The potential benefits of moderate food consumption were observed in tests on mice where researchers found those whose intake was slashed by a third were livelier, healthier, lived longer and remained younger than well fed rodents.
Scientists believe this is due to ribosomes, the body’s protein factory, which slow down when there is less to digest, meaning they age less quickly.
Energetic
The discovery came about after US researchers at Brigham Young University in Utah conducted a study on two groups of adolescent mice.
One was given unlimited access to food while the other was restricted to 35 per cent fewer calories.
Professor John Price, who led the study, said: “When you restrict calorie consumption there is almost a linear increase in life span. The calorie-restricted mice are more energetic and suffered fewer diseases. And it’s not just that they’re living longer, but because they’re better at maintaining their bodies, they’re younger for longer, as well.”
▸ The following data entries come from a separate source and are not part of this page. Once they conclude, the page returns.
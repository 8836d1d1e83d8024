//! Save document shape and load-time bounds.
//!
//! A node tree is stored as a flat list in depth-first order: each record
//! names its parent by index into the same list, and the parent always comes
//! first. The first record is the system root; later records without a
//! parent are roots of transition-only trees. Keeping the list flat means a
//! deep tree never turns into deeply nested JSON.

use crate::error::CoreError;
use crate::node::NodeKind;
use crate::value::{StateBag, Value, VarTable};
use serde::{Deserialize, Serialize};
use std::collections::BTreeMap;

pub const DOCUMENT_VERSION: u32 = 1;

#[derive(Debug, Clone, PartialEq, Serialize, Deserialize)]
pub struct SaveDocument {
    pub version: u32,
    pub instances: Vec<InstanceRecord>,
    #[serde(default)]
    pub side: SideTable,
}

impl Default for SaveDocument {
    fn default() -> Self {
        Self {
            version: DOCUMENT_VERSION,
            instances: Vec::new(),
            side: SideTable::default(),
        }
    }
}

#[derive(Debug, Clone, PartialEq, Default, Serialize, Deserialize)]
pub struct InstanceRecord {
    pub name: String,
    pub system: String,
    pub has_current_node: bool,
    #[serde(default)]
    pub current_node_id: String,
    #[serde(default)]
    pub history_ids: Vec<String>,
    /// State bag of the current node at save time. Written for inspection;
    /// loading never applies it, as node state is shared by every instance.
    #[serde(default)]
    pub node_state: StateBag,
    /// Node tree of the instance's system. Written once per system.
    #[serde(default, skip_serializing_if = "Option::is_none")]
    pub nodes: Option<Vec<NodeRecord>>,
}

/// Variable tables kept apart from the instance records so the slot codec
/// can store them in binary form.
#[derive(Debug, Clone, PartialEq, Default, Serialize, Deserialize)]
pub struct SideTable {
    #[serde(default)]
    pub globals: VarTable,
    #[serde(default)]
    pub locals: BTreeMap<String, VarTable>,
    #[serde(default)]
    pub completed: BTreeMap<String, Vec<String>>,
}

#[derive(Debug, Clone, PartialEq, Serialize, Deserialize)]
pub struct NodeRecord {
    /// Persistent id.
    pub id: String,
    pub name: String,
    #[serde(default)]
    pub kind: NodeKind,
    #[serde(default, skip_serializing_if = "Option::is_none")]
    pub parent: Option<u32>,
    #[serde(default)]
    pub accepting: bool,
    #[serde(default)]
    pub state: StateBag,
    #[serde(default)]
    pub transitions: Vec<TransitionRecord>,
    #[serde(default)]
    pub entry_actions: Vec<ActionRecord>,
    #[serde(default)]
    pub exit_actions: Vec<ActionRecord>,
}

#[derive(Debug, Clone, PartialEq, Serialize, Deserialize)]
pub struct TransitionRecord {
    pub id: String,
    pub name: String,
    /// Persistent id of the target node.
    pub target: Option<String>,
    #[serde(default)]
    pub priority: i32,
    #[serde(default)]
    pub one_shot: bool,
    #[serde(default)]
    pub state: StateBag,
    #[serde(default)]
    pub conditions: Vec<ConditionRecord>,
}

#[derive(Debug, Clone, PartialEq, Serialize, Deserialize)]
pub struct ConditionRecord {
    pub id: String,
    pub name: String,
    #[serde(default)]
    pub inverted: bool,
    #[serde(rename = "type")]
    pub tag: String,
    #[serde(default)]
    pub params: serde_json::Value,
}

#[derive(Debug, Clone, PartialEq, Serialize, Deserialize)]
pub struct ActionRecord {
    pub id: String,
    pub name: String,
    #[serde(rename = "type")]
    pub tag: String,
    #[serde(default)]
    pub params: serde_json::Value,
}

/// Upper bounds applied to untrusted documents before anything is built.
#[derive(Debug, Clone, Copy, PartialEq, Eq)]
pub struct Limits {
    pub max_instances: usize,
    pub max_nodes: usize,
    pub max_depth: usize,
    pub max_transitions: usize,
    pub max_list_len: usize,
    pub max_state_entries: usize,
    pub max_key_len: usize,
    pub max_string_len: usize,
    pub max_history: usize,
    /// Encoded size of one condition's or action's params.
    pub max_param_bytes: usize,
}

impl Default for Limits {
    fn default() -> Self {
        Self {
            max_instances: 10_000,
            max_nodes: 65_536,
            max_depth: 256,
            max_transitions: 4_096,
            max_list_len: 4_096,
            max_state_entries: 1_000,
            max_key_len: 1_000,
            max_string_len: 10_000,
            max_history: 100_000,
            max_param_bytes: 16_384,
        }
    }
}

fn corrupt(reason: String) -> CoreError {
    CoreError::CorruptData { reason }
}

fn charge(budget: &mut usize, n: usize) -> bool {
    match budget.checked_sub(n) {
        Some(left) => {
            *budget = left;
            true
        }
        None => false,
    }
}

/// Charges the JSON text size of `value` against `budget`, stopping as soon
/// as it runs out. Returns false when the value does not fit.
fn fits_json(value: &serde_json::Value, budget: &mut usize) -> bool {
    match value {
        serde_json::Value::Null => charge(budget, 4),
        serde_json::Value::Bool(b) => charge(budget, if *b { 4 } else { 5 }),
        serde_json::Value::Number(n) => charge(budget, n.to_string().len()),
        serde_json::Value::String(s) => charge(budget, s.len() + 2),
        serde_json::Value::Array(items) => {
            charge(budget, items.len() + 1) && items.iter().all(|item| fits_json(item, budget))
        }
        serde_json::Value::Object(map) => {
            charge(budget, 2 * map.len() + 1)
                && map
                    .iter()
                    .all(|(key, item)| charge(budget, key.len() + 2) && fits_json(item, budget))
        }
    }
}

impl Limits {
    pub fn check_count(&self, what: &str, count: usize, max: usize) -> Result<(), CoreError> {
        if count > max {
            return Err(corrupt(format!("{} count {} exceeds limit {}", what, count, max)));
        }
        Ok(())
    }

    pub fn check_key(&self, key: &str) -> Result<(), CoreError> {
        if key.len() > self.max_key_len {
            return Err(corrupt(format!(
                "key of {} bytes exceeds limit {}",
                key.len(),
                self.max_key_len
            )));
        }
        Ok(())
    }

    pub fn check_string(&self, s: &str) -> Result<(), CoreError> {
        if s.len() > self.max_string_len {
            return Err(corrupt(format!(
                "string of {} bytes exceeds limit {}",
                s.len(),
                self.max_string_len
            )));
        }
        Ok(())
    }

    pub fn check_table(&self, table: &VarTable) -> Result<(), CoreError> {
        self.check_count("state entry", table.len(), self.max_state_entries)?;
        for (key, value) in table {
            self.check_key(key)?;
            if let Value::Str(s) = value {
                self.check_string(s)?;
            }
        }
        Ok(())
    }

    pub fn check_params(&self, what: &str, params: &serde_json::Value) -> Result<(), CoreError> {
        let mut budget = self.max_param_bytes;
        if !fits_json(params, &mut budget) {
            return Err(corrupt(format!(
                "{} params exceed limit of {} bytes",
                what, self.max_param_bytes
            )));
        }
        Ok(())
    }

    /// Validates a flat node list: sizes, parent ordering, depth and the
    /// size of every condition's and action's params.
    pub fn check_nodes(&self, records: &[NodeRecord]) -> Result<(), CoreError> {
        self.check_count("node", records.len(), self.max_nodes)?;
        let mut depth = vec![0usize; records.len()];

        for (i, record) in records.iter().enumerate() {
            self.check_key(&record.id)?;
            self.check_key(&record.name)?;
            self.check_table(&record.state)?;
            self.check_count("transition", record.transitions.len(), self.max_transitions)?;
            self.check_count("entry action", record.entry_actions.len(), self.max_list_len)?;
            self.check_count("exit action", record.exit_actions.len(), self.max_list_len)?;
            for action in record.entry_actions.iter().chain(&record.exit_actions) {
                self.check_key(&action.id)?;
                self.check_params("action", &action.params)?;
            }

            match record.parent {
                None => {}
                Some(_) if i == 0 => {
                    return Err(corrupt("first node record must be the system root".to_string()))
                }
                Some(p) => {
                    let p = p as usize;
                    if p >= i {
                        return Err(corrupt(format!(
                            "node record {} names parent {} which does not precede it",
                            i, p
                        )));
                    }
                    depth[i] = depth[p] + 1;
                    if depth[i] > self.max_depth {
                        return Err(corrupt(format!(
                            "node tree deeper than limit {}",
                            self.max_depth
                        )));
                    }
                }
            }

            for transition in &record.transitions {
                self.check_key(&transition.id)?;
                self.check_table(&transition.state)?;
                self.check_count("condition", transition.conditions.len(), self.max_list_len)?;
                for condition in &transition.conditions {
                    self.check_key(&condition.id)?;
                    self.check_params("condition", &condition.params)?;
                }
                if let Some(target) = &transition.target {
                    self.check_key(target)?;
                }
            }
        }
        Ok(())
    }

    pub fn check_document(&self, doc: &SaveDocument) -> Result<(), CoreError> {
        if doc.version > DOCUMENT_VERSION {
            return Err(corrupt(format!(
                "document version {} is newer than supported version {}",
                doc.version, DOCUMENT_VERSION
            )));
        }
        self.check_count("instance", doc.instances.len(), self.max_instances)?;
        for record in &doc.instances {
            self.check_key(&record.name)?;
            self.check_key(&record.system)?;
            self.check_key(&record.current_node_id)?;
            self.check_count("history entry", record.history_ids.len(), self.max_history)?;
            self.check_table(&record.node_state)?;
            if let Some(nodes) = &record.nodes {
                self.check_nodes(nodes)?;
            }
        }

        self.check_table(&doc.side.globals)?;
        self.check_count("local table", doc.side.locals.len(), self.max_instances)?;
        for (name, table) in &doc.side.locals {
            self.check_key(name)?;
            self.check_table(table)?;
        }
        for (name, ids) in &doc.side.completed {
            self.check_key(name)?;
            self.check_count("completed transition", ids.len(), self.max_history)?;
        }
        Ok(())
    }
}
Catherine Collins of the British Dietetic Association said: “It’s been known that food, and so calorie, restriction in animals long term appears to aid healthy ageing.
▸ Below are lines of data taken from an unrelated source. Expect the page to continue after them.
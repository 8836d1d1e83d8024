//! Save slot storage.

use crate::codec::{self, SlotFormat, HEADER_SIZE, MAX_PAYLOAD_SIZE};
use crate::error::StorageError;
use arbor_core::{CoreError, Limits, SaveBackend, SaveDocument};
use chrono::{DateTime, Utc};
use parking_lot::RwLock;
use serde::{Deserialize, Serialize};
use std::collections::BTreeMap;
use std::fs::{self, File};
use std::io::{BufReader, BufWriter, Read, Write};
use std::path::{Path, PathBuf};

/// Slot metadata kept in the store's index.
#[derive(Debug, Clone, PartialEq, Serialize, Deserialize)]
pub struct SlotMeta {
    pub slot: String,
    pub saved_at: DateTime<Utc>,
    pub size_bytes: u64,
    pub checksum: String,
    pub instance_count: usize,
    pub format: SlotFormat,
}

/// Directory of slot files plus an index of their metadata.
pub struct SlotStore {
    dir: PathBuf,
    format: SlotFormat,
    limits: Limits,
    /// In-memory index of slots by name.
    index: RwLock<BTreeMap<String, SlotMeta>>,
}

impl SlotStore {
    /// Opens or creates a slot store at the given directory.
    pub fn open(dir: impl AsRef<Path>) -> Result<Self, StorageError> {
        let dir = dir.as_ref().to_path_buf();
        fs::create_dir_all(&dir)?;

        let store = Self {
            dir,
            format: SlotFormat::default(),
            limits: Limits::default(),
            index: RwLock::new(BTreeMap::new()),
        };
        store.load_index()?;
        Ok(store)
    }

    /// Sets the format used for subsequent writes. Reads accept either.
    pub fn with_format(mut self, format: SlotFormat) -> Self {
        self.format = format;
        self
    }

    pub fn with_limits(mut self, limits: Limits) -> Self {
        self.limits = limits;
        self
    }

    pub fn dir(&self) -> &Path {
        &self.dir
    }

    fn load_index(&self) -> Result<(), StorageError> {
        let index_path = self.index_path();
        if !index_path.exists() {
            return Ok(());
        }

        let file = File::open(&index_path)?;
        let reader = BufReader::new(file);
        let index: BTreeMap<String, SlotMeta> = serde_json::from_reader(reader)?;

        // Drop entries whose file has gone missing.
        let mut index = index;
        index.retain(|slot, _| {
            let present = self.slot_path(slot).exists();
            if !present {
                tracing::warn!(slot = %slot, "slot file missing; dropping index entry");
            }
            present
        });
        *self.index.write() = index;
        Ok(())
    }

    fn save_index(&self) -> Result<(), StorageError> {
        let tmp = self.dir.join("index.json.tmp");
        {
            let file = File::create(&tmp)?;
            let mut writer = BufWriter::new(file);
            serde_json::to_writer_pretty(&mut writer, &*self.index.read())?;
            writer.flush()?;
        }
        fs::rename(&tmp, self.index_path())?;
        Ok(())
    }

    /// Writes a document to a slot, replacing any previous contents.
    pub fn write(&self, slot: &str, doc: &SaveDocument) -> Result<SlotMeta, StorageError> {
        validate_slot_name(slot)?;
        let data = codec::encode(doc, self.format)?;
        let header = codec::decode_header(&data)?;

        // Write next to the target and rename so a crash never leaves a
        // half-written slot.
        let path = self.slot_path(slot);
        let tmp = self.dir.join(format!("{}.sav.tmp", slot));
        {
            let mut file = File::create(&tmp)?;
            file.write_all(&data)?;
            file.sync_all()?;
        }
        fs::rename(&tmp, &path)?;

        let meta = SlotMeta {
            slot: slot.to_string(),
            saved_at: Utc::now(),
            size_bytes: data.len() as u64,
            checksum: format!("{:08x}", header.crc32c),
            instance_count: doc.instances.len(),
            format: self.format,
        };
        self.index.write().insert(slot.to_string(), meta.clone());
        self.save_index()?;

        tracing::info!(
            "Wrote slot {} ({} bytes, {} instances, {})",
            slot,
            meta.size_bytes,
            meta.instance_count,
            meta.format
        );
        Ok(meta)
    }

    /// Reads and validates a slot.
    pub fn read(&self, slot: &str) -> Result<SaveDocument, StorageError> {
        validate_slot_name(slot)?;
        let path = self.slot_path(slot);
        if !path.exists() {
            return Err(StorageError::SlotNotFound(slot.to_string()));
        }

        let file = File::open(&path)?;
        let size = file.metadata()?.len() as usize;
        if size > HEADER_SIZE + MAX_PAYLOAD_SIZE {
            return Err(StorageError::RecordTooLarge {
                size,
                max: HEADER_SIZE + MAX_PAYLOAD_SIZE,
            });
        }
        let mut data = Vec::with_capacity(size);
        file.take((HEADER_SIZE + MAX_PAYLOAD_SIZE) as u64)
            .read_to_end(&mut data)?;

        let (header, doc) = codec::decode(&data, &self.limits)?;

        if let Some(meta) = self.index.read().get(slot) {
            let actual = format!("{:08x}", header.crc32c);
            if actual != meta.checksum {
                return Err(StorageError::Corruption(format!(
                    "slot {} checksum {} does not match index {}",
                    slot, actual, meta.checksum
                )));
            }
        }

        tracing::debug!(slot = %slot, format = %header.format, instances = doc.instances.len(), "read slot");
        Ok(doc)
    }

    pub fn exists(&self, slot: &str) -> bool {
        validate_slot_name(slot).is_ok() && self.slot_path(slot).exists()
    }

    /// Deletes a slot. Deleting a missing slot is not an error.
    pub fn delete(&self, slot: &str) -> Result<(), StorageError> {
        validate_slot_name(slot)?;
        let path = self.slot_path(slot);
        if path.exists() {
            fs::remove_file(&path)?;
        }
        self.index.write().remove(slot);
        self.save_index()?;
        Ok(())
    }

    pub fn meta(&self, slot: &str) -> Option<SlotMeta> {
        self.index.read().get(slot).cloned()
    }

    /// Lists slot metadata ordered by slot name.
    pub fn list(&self) -> Vec<SlotMeta> {
        self.index.read().values().cloned().collect()
    }

    pub fn slot_count(&self) -> usize {
        self.index.read().len()
    }

    fn slot_path(&self, slot: &str) -> PathBuf {
        self.dir.join(format!("{}.sav", slot))
    }

    fn index_path(&self) -> PathBuf {
        self.dir.join("index.json")
    }
}

/// Slot names become file names: ASCII letters, digits, `-` and `_` only.
fn validate_slot_name(slot: &str) -> Result<(), StorageError> {
    let valid = !slot.is_empty()
        && slot.len() <= 128
        && slot
            .bytes()
            .all(|b| b.is_ascii_alphanumeric() || b == b'-' || b == b'_');
    if valid {
        Ok(())
    } else {
        Err(StorageError::InvalidSlotName(slot.to_string()))
    }
}

impl SaveBackend for SlotStore {
    fn write(&self, slot: &str, doc: &SaveDocument) -> Result<(), CoreError> {
        SlotStore::write(self, slot, doc)?;
        Ok(())
    }

    fn read(&self, slot: &str) -> Result<SaveDocument, CoreError> {
        Ok(SlotStore::read(self, slot)?)
    }

    fn exists(&self, slot: &str) -> bool {
        SlotStore::exists(self, slot)
    }
}

#[cfg(test)]
mod tests {
    use super::*;
    use arbor_core::{Condition, Controller, ControllerConfig, Node, NodeKind, Transition, Value};
    use std::sync::Arc;
    use tempfile::TempDir;

    fn controller() -> Controller {
        let mut controller = Controller::new(ControllerConfig::default());
        let content = controller.content_mut();
        let world = content.add_node(Node::new("WorldSystem", NodeKind::Root));
        let region = content.add_node(Node::new("Region", NodeKind::Region));
        let location = content.add_node(Node::new("Location", NodeKind::Location));
        content.add_child(world, region).unwrap();
        content.add_child(region, location).unwrap();
        content
            .add_transition(world, Transition::new("travel", region).when(Condition::input("travel")))
            .unwrap();
        content
            .add_transition(region, Transition::new("walk", location).when(Condition::input("walk")))
            .unwrap();
        controller.register_system("WorldSystem", world).unwrap();
        controller
    }

    fn document() -> SaveDocument {
        let mut c = controller();
        c.create_instance("player", "WorldSystem");
        c.process_input("player", "travel", Default::default());
        c.set_global_variable("gold", Value::Int(12));
        c.save_document()
    }

    #[test]
    fn test_slot_roundtrip() {
        let dir = TempDir::new().unwrap();
        let store = SlotStore::open(dir.path()).unwrap();
        let doc = document();

        let meta = store.write("quick", &doc).unwrap();
        assert_eq!(meta.instance_count, 1);
        assert_eq!(meta.format, SlotFormat::Json);
        assert!(dir.path().join("quick.sav").exists());

        assert_eq!(store.read("quick").unwrap(), doc);
    }

    #[test]
    fn test_binary_slot_roundtrip() {
        let dir = TempDir::new().unwrap();
        let store = SlotStore::open(dir.path()).unwrap().with_format(SlotFormat::Binary);
        let doc = document();
        store.write("slot_1", &doc).unwrap();
        assert_eq!(store.meta("slot_1").unwrap().format, SlotFormat::Binary);
        assert_eq!(store.read("slot_1").unwrap(), doc);
    }

    #[test]
    fn test_index_survives_reopen() {
        let dir = TempDir::new().unwrap();
        {
            let store = SlotStore::open(dir.path()).unwrap();
            store.write("a", &document()).unwrap();
            store.write("b", &document()).unwrap();
        }
        fs::remove_file(dir.path().join("b.sav")).unwrap();

        let store = SlotStore::open(dir.path()).unwrap();
        let slots: Vec<String> = store.list().into_iter().map(|m| m.slot).collect();
        assert_eq!(slots, vec!["a".to_string()]);
    }

    #[test]
    fn test_missing_and_invalid_slots() {
        let dir = TempDir::new().unwrap();
        let store = SlotStore::open(dir.path()).unwrap();
        assert!(matches!(store.read("nope"), Err(StorageError::SlotNotFound(_))));
        assert!(matches!(
            store.write("../escape", &document()),
            Err(StorageError::InvalidSlotName(_))
        ));
        assert!(!store.exists("../escape"));
        assert!(store.write("", &document()).is_err());
    }

    #[test]
    fn test_corrupted_slot_detected() {
        let dir = TempDir::new().unwrap();
        let store = SlotStore::open(dir.path()).unwrap();
        store.write("quick", &document()).unwrap();

        let path = dir.path().join("quick.sav");
        let mut data = fs::read(&path).unwrap();
        let mid = HEADER_SIZE + (data.len() - HEADER_SIZE) / 2;
        data[mid] ^= 0x55;
        fs::write(&path, &data).unwrap();

        let err = store.read("quick").unwrap_err();
        assert!(err.is_corruption());
    }

    #[test]
    fn test_delete() {
        let dir = TempDir::new().unwrap();
        let store = SlotStore::open(dir.path()).unwrap();
        store.write("quick", &document()).unwrap();
        assert_eq!(store.slot_count(), 1);
        store.delete("quick").unwrap();
        store.delete("quick").unwrap();
        assert_eq!(store.slot_count(), 0);
        assert!(!store.exists("quick"));
    }

    #[test]
    fn test_controller_backend() {
        let dir = TempDir::new().unwrap();
        let store = Arc::new(SlotStore::open(dir.path()).unwrap().with_format(SlotFormat::Binary));

        let mut c = controller();
        c.set_backend(Box::new(store.clone()));
        c.create_instance("player", "WorldSystem");
        c.process_input("player", "travel", Default::default());
        c.set_global_variable("gold", Value::Int(3));
        assert!(c.save("slot1"));

        c.process_input("player", "walk", Default::default());
        c.set_global_variable("gold", Value::Int(0));
        assert!(c.load("slot1"));
        assert_eq!(c.current_node_id("player").as_deref(), Some("WorldSystem/Region"));
        assert_eq!(c.get_global_variable("gold"), Some(&Value::Int(3)));

        // A corrupted slot fails the load and leaves the controller as it was.
        let path = dir.path().join("slot1.sav");
        let mut data = fs::read(&path).unwrap();
        let last = data.len() - 1;
        data[last] ^= 0x01;
        fs::write(&path, &data).unwrap();
        c.process_input("player", "walk", Default::default());
        assert!(!c.load("slot1"));
        assert_eq!(c.current_node_name("player").as_deref(), Some("Location"));
        assert_eq!(store.list().len(), 1);
    }
}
“But we have no experiences in humans – bar the national diet of food rationing during and after the Second World War – which anyone over 75 will have endured.
“Has that helped our pensioners live longer now?
“We don’t really know and studies like this one on mice can’t add to answering that question.”
Meanwhile, where a person carries body fat could be a predictor for Type 2 diabetes, a study suggests. Experts from Massachusetts General Hospital (MGH) in the US found having a genetic predisposition to “abdominal adiposity” – an apple-shaped body – was associated with a higher risk for Type 2 diabetes and coronary heart disease.
Sekar Kathiresan, associate professor of medicine at Harvard Medical School and director of the MGH Centre for Genomic Medicine, said: “We tested whether genetic predisposition to abdominal adiposity was associated with the risk for type 2 diabetes and coronary heart disease. The answer was a firm ‘Yes’.”